When I close my eyes, I can literally relive the hectic pace at ISB...the cacophony, the friends, the deadlines, the exams, the club activities - everything just whizzes past like one super fast train. And then I open my eyes and the reality strikes. I really dont have anything to do the whole day apart from enjoying the delicacies that mom is dishing out and the unbearable 40+ degree heat that mother nature dishing out. I talk to my friends and the same withdrawal symptoms are evident to all. It is just but natural I guess.
The O week at ISB was a lot of fun. But the last day was really sad and painful. I mean that was the time it really really struck me that the campus will not be ours anymore. A new bunch of guys will take it over and make it a year of their life. Anyways I tried to drink my way out of the senti mood and things just got worse on 18th night. I cried in public and I don't even remember the countless guys who tried to console me that night. Bottomline I had a blast the entire year and made some of the best frinds ever and I miss them all [sigh sigh sigh]. It feels nice to read your own posts to relive your own experiences. I felt that life has come a full circle when I read my own post " Orientation week ends at ISB" of last year.
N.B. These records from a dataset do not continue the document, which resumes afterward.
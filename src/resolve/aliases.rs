//! Static naming tables used during key resolution
//!
//! Built once on first use and read-only afterwards.

use std::collections::HashMap;

use once_cell::sync::Lazy;

/// Short or renamed province names mapped to the boundary dataset's names
static PROVINCE_ALIASES: Lazy<HashMap<&'static str, &'static str>> = Lazy::new(|| {
    HashMap::from([
        ("서울", "서울특별시"),
        ("부산", "부산광역시"),
        ("대구", "대구광역시"),
        ("인천", "인천광역시"),
        ("광주", "광주광역시"),
        ("대전", "대전광역시"),
        ("울산", "울산광역시"),
        ("세종", "세종특별자치시"),
        ("경기", "경기도"),
        ("강원", "강원도"),
        ("충북", "충청북도"),
        ("충남", "충청남도"),
        ("전북", "전라북도"),
        ("전남", "전라남도"),
        ("경북", "경상북도"),
        ("경남", "경상남도"),
        ("제주", "제주특별자치도"),
        // Post-2023 official names still absent from the boundary files
        ("강원특별자치도", "강원도"),
        ("전북특별자치도", "전라북도"),
    ])
});

/// District names written without the city/ward separator in some sources
static DISTRICT_ALIASES: Lazy<HashMap<&'static str, &'static str>> = Lazy::new(|| {
    HashMap::from([
        ("수원시장안구", "수원시 장안구"),
        ("수원시권선구", "수원시 권선구"),
        ("수원시팔달구", "수원시 팔달구"),
        ("수원시영통구", "수원시 영통구"),
        ("성남시수정구", "성남시 수정구"),
        ("성남시중원구", "성남시 중원구"),
        ("성남시분당구", "성남시 분당구"),
        ("안양시만안구", "안양시 만안구"),
        ("안양시동안구", "안양시 동안구"),
        ("부천시원미구", "부천시 원미구"),
        ("부천시소사구", "부천시 소사구"),
        ("부천시오정구", "부천시 오정구"),
        ("안산시상록구", "안산시 상록구"),
        ("안산시단원구", "안산시 단원구"),
        ("고양시덕양구", "고양시 덕양구"),
        ("고양시일산동구", "고양시 일산동구"),
        ("고양시일산서구", "고양시 일산서구"),
        ("용인시처인구", "용인시 처인구"),
        ("용인시기흥구", "용인시 기흥구"),
        ("용인시수지구", "용인시 수지구"),
        ("세종시", "세종특별자치시"),
    ])
});

/// Representative weather-station fragments per province, in priority order
static PROVINCE_STATIONS: &[(&str, &[&str])] = &[
    ("서울특별시", &["서울"]),
    ("부산광역시", &["부산", "북부산"]),
    ("대구광역시", &["대구"]),
    ("인천광역시", &["인천", "강화"]),
    ("광주광역시", &["광주"]),
    ("대전광역시", &["대전"]),
    ("울산광역시", &["울산"]),
    ("세종특별자치시", &["세종"]),
    ("경기도", &["수원", "파주", "동두천", "이천", "양평"]),
    (
        "강원도",
        &["춘천", "북춘천", "원주", "강릉", "북강릉", "동해", "태백", "속초", "홍천", "영월", "대관령"],
    ),
    ("충청북도", &["충주", "청주", "서청주", "제천", "보은"]),
    ("충청남도", &["천안", "서산", "보령", "홍성"]),
    ("전라북도", &["전주", "군산", "정읍", "남원", "순창군", "장수", "임실", "부안"]),
    (
        "전라남도",
        &["순천", "여수", "광양시", "목포", "해남", "고흥", "거창", "장흥", "영광군", "진도군"],
    ),
    (
        "경상북도",
        &[
            "영주", "봉화", "밀양", "상주", "의령군", "정선군", "합천", "태백", "고산", "의성", "문경",
            "구미", "안동", "경주시", "영천", "청송군", "울진", "영덕", "울릉도",
        ],
    ),
    (
        "경상남도",
        &[
            "산청", "거제", "통영", "창원", "북창원", "부여", "양산시", "김해시", "성산", "진주", "밀양",
            "포항", "남해",
        ],
    ),
    ("제주특별자치도", &["제주", "서귀포", "고산", "흑산도", "백령도"]),
];

/// Capital-region unit whose sources may use an informal short name
pub const CAPITAL_REGION: &str = "세종특별자치시";
pub const CAPITAL_REGION_ALIAS: &str = "세종";

/// Administrative particles removed before substring comparison
pub const ADMIN_PARTICLES: [char; 6] = ['시', '구', '군', '읍', '면', '동'];

/// Particles treated as token boundaries for common-token matching
pub const TOKEN_BOUNDARIES: [char; 3] = ['시', '구', '군'];

/// Canonical province name; unknown names pass through trimmed
pub fn canonical_province(name: &str) -> &str {
    let name = name.trim();
    PROVINCE_ALIASES.get(name).copied().unwrap_or(name)
}

/// Alias for an irregularly split district name, if one is known
pub fn district_alias(name: &str) -> Option<&'static str> {
    DISTRICT_ALIASES.get(name.trim()).copied()
}

/// Station fragments for a canonical province name
pub fn province_stations(province: &str) -> &'static [&'static str] {
    PROVINCE_STATIONS
        .iter()
        .find(|(name, _)| *name == province)
        .map(|(_, stations)| *stations)
        .unwrap_or(&[])
}

/// Remove administrative particles and whitespace
pub fn strip_particles(name: &str) -> String {
    name.chars()
        .filter(|c| !c.is_whitespace() && !ADMIN_PARTICLES.contains(c))
        .collect()
}

/// Split into tokens on whitespace and the city/ward/county particles
pub fn tokens(name: &str) -> Vec<String> {
    name.split(|c: char| c.is_whitespace() || TOKEN_BOUNDARIES.contains(&c))
        .filter(|t| !t.is_empty())
        .map(str::to_string)
        .collect()
}

#[cfg(test)]
mod tests {
    use super::*;

    #[test]
    fn test_canonical_province() {
        assert_eq!(canonical_province("서울"), "서울특별시");
        assert_eq!(canonical_province(" 경기 "), "경기도");
        assert_eq!(canonical_province("전북특별자치도"), "전라북도");
        assert_eq!(canonical_province("경기도"), "경기도");
        assert_eq!(canonical_province("Atlantis"), "Atlantis");
    }

    #[test]
    fn test_district_alias() {
        assert_eq!(district_alias("수원시장안구"), Some("수원시 장안구"));
        assert_eq!(district_alias("종로구"), None);
    }

    #[test]
    fn test_strip_and_tokens() {
        assert_eq!(strip_particles("수원시 장안구"), "수원장안");
        assert_eq!(strip_particles("동구"), "");
        assert_eq!(tokens("수원시 장안구 파장동"), vec!["수원", "장안", "파장동"]);
    }

    #[test]
    fn test_every_station_province_is_canonical() {
        for (province, _) in PROVINCE_STATIONS {
            assert_eq!(canonical_province(province), *province);
        }
        assert!(province_stations("경기도").contains(&"수원"));
        assert!(province_stations("nowhere").is_empty());
    }
}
I met some really interesting(and beautiful) people at ISB from the current batch. People unsure about what to expect from ISB, people confused about career options, people just plain simply overawed at life in general at ISB. My only advice to them was to just enjoy life and make some friends for life and everything else would fall into place. I am sure everyone of you will do just fine. And if any of you need any gyaan just reach out to me and I would be happy to help.